What Does Latino Technology Use Mean For Your Brand?

At this point, it’s really not a question of whether or not Hispanic consumers utilize mobile technology more than their non-Hispanic counterparts. As recognized "trendsetters," Hispanic consumers are clearly outpacing non-Hispanics in their adoption of mobile, social and online sources for shopping, especially at the local level, according to a recent BIA/Kelsey study.

But, what is valuable to advertisers are these questions: To what degree? and For what purposes? Hispanic consumers use mobile technology and how that information can help advertisers create content that will capture their attention. 

In a recent nationwide study of mobile phone use by Hispanics vs. non-Hispanics, we asked participants to shed a little light on how they used their mobile phones and the results were as expected:



Social Media 

For those engaged in social media, 95.5% of Hispanics used their mobile phone to access Facebook compared to 98.6% of non-Hispanics. The usage numbers are also relatively close for several other sites like Google+, Pinterest and LinkedIn. 

But for Twitter and Instagram – the numbers swung in completely different directions. For Twitter, the heavy users were non-Hispanics, 61.1% to 44.8%. Conversely, for Instagram, it was Hispanics leading the way, 43.9% to 29.2%. 

So, it’s fair to say that Hispanics are fully engaged on social media and certain social networking sites, like Facebook, have initiatives out there to help you attract, retain, and convert Hispanic consumers into paying customers. 


One of the other popular uses of mobile phones is ‘texting.’ According to our study, Hispanics are clearly more active here, too. When asked how many other people they exchanged texts with on a typical day, only 8.0% of Hispanics said ‘none,’ compared to 23.4% of non-Hispanics. For 3-4 people (33.6% for Hispanics vs. 25.5%); for 5-6 people, it’s 12.0% vs. 6.1%. 

And despite the fact that Hispanics are heavily involved in social media, when it comes to shopping, they rely heavily on the input from family and friends to make purchase decisions, regularly sending texts from retail locations asking for advice and opinions on certain brands.

For advertisers, this goes back to the conversation on cultural relevancy.
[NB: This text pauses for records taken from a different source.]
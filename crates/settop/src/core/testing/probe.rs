use std::{cell::RefCell, rc::Rc};

use crate::{
    error::Result,
    id::ElementId,
    key::{Direction, RemoteKey},
    scene::{EventOutcome, Scene, SceneContext},
    tree::Tree,
};

/// A shared, append-only log of what scenes did.
#[derive(Debug, Clone, Default)]
pub struct Journal(Rc<RefCell<Vec<String>>>);

impl Journal {
    /// Construct an empty journal.
    pub fn new() -> Self {
        Self::default()
    }

    /// Append an entry.
    pub fn push(&self, entry: impl Into<String>) {
        self.0.borrow_mut().push(entry.into());
    }

    /// A copy of every entry.
    pub fn entries(&self) -> Vec<String> {
        self.0.borrow().clone()
    }

    /// Remove and return every entry.
    pub fn take(&self) -> Vec<String> {
        self.0.take()
    }

    /// Number of entries equal to `entry`.
    pub fn count(&self, entry: &str) -> usize {
        self.0.borrow().iter().filter(|e| *e == entry).count()
    }
}

/// What a probe builds inside its root.
#[derive(Debug, Clone)]
enum Part {
    /// A button, optionally linked to a scene.
    Button(String, Option<String>),
    /// A numeric input.
    Input(String),
}

/// A scene that records every callback in a [`Journal`] as
/// `"<scene>:<callback>"`. Buttons declared with [`Probe::link`] navigate to
/// their scene on enter.
#[derive(Debug, Clone)]
pub struct Probe {
    /// Where callbacks are recorded.
    journal: Journal,
    /// Elements built on create.
    parts: Vec<Part>,
}

impl Probe {
    /// Construct a probe with an empty root.
    pub fn new(journal: &Journal) -> Self {
        Self {
            journal: journal.clone(),
            parts: Vec::new(),
        }
    }

    /// Add a plain button.
    pub fn button(mut self, name: &str) -> Self {
        self.parts.push(Part::Button(name.to_string(), None));
        self
    }

    /// Add a button that goes to `scene` on enter.
    pub fn link(mut self, name: &str, scene: &str) -> Self {
        self.parts
            .push(Part::Button(name.to_string(), Some(scene.to_string())));
        self
    }

    /// Add a numeric input.
    pub fn input(mut self, name: &str) -> Self {
        self.parts.push(Part::Input(name.to_string()));
        self
    }

    /// Record a callback.
    fn log(&self, ctx: &SceneContext<'_>, what: &str) {
        self.journal.push(format!("{}:{what}", ctx.name()));
    }
}

impl Scene for Probe {
    fn create(&mut self, tree: &mut Tree, parent: ElementId, name: &str) -> Result<ElementId> {
        let root = tree.add_container(parent, name)?;
        for part in &self.parts {
            match part {
                Part::Button(button, link) => {
                    let el = tree.add_button(root, button, button)?;
                    if let Some(scene) = link {
                        tree.set_action(el, scene)?;
                    }
                }
                Part::Input(input) => {
                    tree.add_input(root, input, false)?;
                }
            }
        }
        self.journal.push(format!("{name}:create"));
        Ok(root)
    }

    fn init(&mut self, ctx: &SceneContext<'_>) -> Result<()> {
        self.log(ctx, "init");
        Ok(())
    }

    fn activate(&mut self, ctx: &SceneContext<'_>) -> Result<()> {
        self.log(ctx, "activate");
        Ok(())
    }

    fn deactivate(&mut self, ctx: &SceneContext<'_>) -> Result<()> {
        self.log(ctx, "deactivate");
        Ok(())
    }

    fn render(&mut self, ctx: &SceneContext<'_>) -> Result<()> {
        self.log(ctx, "render");
        Ok(())
    }

    fn navigate(&mut self, ctx: &SceneContext<'_>, dir: Direction) -> Result<EventOutcome> {
        self.log(ctx, &format!("navigate {dir:?}"));
        let forward = matches!(dir, Direction::Down | Direction::Right);
        Ok(ctx.focus_step(forward).into())
    }

    fn on_enter(
        &mut self,
        ctx: &SceneContext<'_>,
        el: Option<ElementId>,
        _key: RemoteKey,
    ) -> Result<EventOutcome> {
        let (name, action) = match el.and_then(|el| ctx.tree().get(el).cloned()) {
            Some(e) => (e.name().to_string(), e.action().map(str::to_string)),
            None => ("-".to_string(), None),
        };
        self.log(ctx, &format!("enter {name}"));
        match action {
            Some(scene) => {
                ctx.go(&scene);
                Ok(EventOutcome::Handle)
            }
            None => Ok(EventOutcome::Ignore),
        }
    }

    fn on_click(&mut self, ctx: &SceneContext<'_>, el: ElementId) -> Result<EventOutcome> {
        let name = ctx
            .tree()
            .get(el)
            .map(|e| e.name().to_string())
            .unwrap_or_default();
        self.log(ctx, &format!("click {name}"));
        Ok(EventOutcome::Handle)
    }

    fn on_key(&mut self, ctx: &SceneContext<'_>, key: RemoteKey) -> Result<EventOutcome> {
        self.log(ctx, &format!("key {key}"));
        Ok(EventOutcome::Ignore)
    }

    fn on_lang_change(&mut self, ctx: &SceneContext<'_>, first_time: bool, lang: &str) -> Result<()> {
        self.log(ctx, &format!("lang {lang} {first_time}"));
        Ok(())
    }
}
Has your brand successfully embedded itself within the conversations being held within the Hispanic community? Is yours looked upon as a brand who understands the core values that shape this fast growing consumer base?

Mobile Ads

When it comes to advertising on mobile phones, differences go away – with Hispanics and non-Hispanics having very similar feelings. Both groups would be willing to receive advertisements on their phone in return for free services (e.g. live TV) – so said 45.0% for Hispanics and 41.5% for non-Hispanics.

Likewise, both groups would equally support phone ads in return for lower cell phone rates, 56.9% and 56.4%, respectively.

Yet, both Hispanics and non-Hispanics find cell phone ads equally annoying (at 80% for both segments). 

So, the lesson here is this, if you want to advertise on mobile phones – regardless of your target audience – know that the ads will irritate some of the recipients, but they’re willing to acquiesce if you make it worth their while. And remember, for Hispanics specifically, they don’t want to be sold to so make the content of your ads a value to them, not a sales pitch.

Final Thoughts

While mobile advertising is clearly a hot topic today, it should still be considered as a part of a larger integrated marketing strategy that includes various channels. As phones get smarter and technology continues to improve, mobile will certainly play a major role in reaching Hispanics consumers, but at this point, it would be a mistake to completely forgo the use of more traditional channels, especially within the unacculturated segments.

Next story loading loading..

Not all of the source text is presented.